Imagine yourself as a woman during the early 1800’s, heavily restricted by your lack of rights, your clothing and by your limited social interactions. For many women of this era, there was little resistance outside of the walls of their family home, and even then dependent on when their husbands and fathers weren’t around. However, that patriarchal order was altered with the invention and distribution of the bicycle and in a wholly unprecedented way.

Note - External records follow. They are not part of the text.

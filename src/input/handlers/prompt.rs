//! Prompt command handlers.

use tracing::debug;

use crate::app::{expand_home, App, GemField, Prompt};
use crate::input::Command;

/// Handles commands while a prompt is open.
///
/// Returns `true` if the command was handled.
pub fn handle_prompt_command(app: &mut App, cmd: &Command) -> bool {
    match cmd {
        Command::CancelPrompt => {
            app.prompt = None;
            true
        }
        Command::SwitchField => {
            if let Some(Prompt::CreateGem { field, .. }) = app.prompt.as_mut() {
                *field = match field {
                    GemField::Name => GemField::Instruction,
                    GemField::Instruction => GemField::Name,
                };
            }
            true
        }
        Command::Submit => {
            submit_prompt(app);
            true
        }
        _ => false,
    }
}

fn submit_prompt(app: &mut App) {
    match app.prompt.as_mut() {
        Some(Prompt::OpenFile { input }) => {
            if input.is_blank() {
                return;
            }
            let path = expand_home(input.text().trim());
            debug!(path = %path.display(), "open file prompt submitted");
            app.prompt = None;
            app.open_file(&path);
        }
        Some(Prompt::CreateGem { field, .. }) => {
            if *field == GemField::Name {
                *field = GemField::Instruction;
            } else {
                app.submit_gem_prompt();
            }
        }
        None => {}
    }
}

#[cfg(test)]
mod tests {
    use super::*;
    use crate::app::test_support::offline_app;
    use crate::models::AppModule;

    #[test]
    fn test_cancel_closes_prompt() {
        let mut app = offline_app();
        app.prompt = Some(Prompt::create_gem());
        assert!(handle_prompt_command(&mut app, &Command::CancelPrompt));
        assert!(app.prompt.is_none());
    }

    #[test]
    fn test_enter_on_name_moves_to_instruction() {
        let mut app = offline_app();
        app.prompt = Some(Prompt::create_gem());
        handle_prompt_command(&mut app, &Command::Submit);
        assert!(matches!(
            app.prompt,
            Some(Prompt::CreateGem {
                field: GemField::Instruction,
                ..
            })
        ));
        handle_prompt_command(&mut app, &Command::SwitchField);
        assert!(matches!(
            app.prompt,
            Some(Prompt::CreateGem {
                field: GemField::Name,
                ..
            })
        ));
    }

    #[test]
    fn test_open_file_prompt_loads_file() {
        let dir = tempfile::tempdir().unwrap();
        let path = dir.path().join("blob.bin");
        std::fs::write(&path, [1u8, 2, 3]).unwrap();

        let mut app = offline_app();
        let mut prompt = Prompt::open_file();
        prompt.focused_input().insert_str(&format!("  {}  ", path.display()));
        app.prompt = Some(prompt);

        handle_prompt_command(&mut app, &Command::Submit);
        assert!(app.prompt.is_none());
        assert_eq!(app.module, AppModule::Converter);
        assert_eq!(app.library.active().unwrap().name, "blob.bin");
    }

    #[test]
    fn test_blank_open_file_prompt_stays_open() {
        let mut app = offline_app();
        app.prompt = Some(Prompt::open_file());
        handle_prompt_command(&mut app, &Command::Submit);
        assert!(app.prompt.is_some());
    }
}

In the late 1800s, the safety bicycle superseded the, somewhat hazardous and non-female friendly, Penny Farthing. The new and improved pedalling machine, known as the Rover Safety Bicycle, had 26-inch wheels, a diamond-shaped frame and came equipped with luggage accessories like baskets and bags. For women, the bicycle suddenly became a viable mode of transportation. Moreover, like the introduction of the postbox, which allowed women to post letters away from the prying eyes of men, the bicycle allowed women to travel as they pleased. Within limits, of course.

Shortly after the Safety Bicycle became available to the mass market, the National American Women’s Suffragette Association formed. Co-founder and avid cyclist, Susan B. Anthony said that the bicycle “did more to emancipate women than anything else in the world”.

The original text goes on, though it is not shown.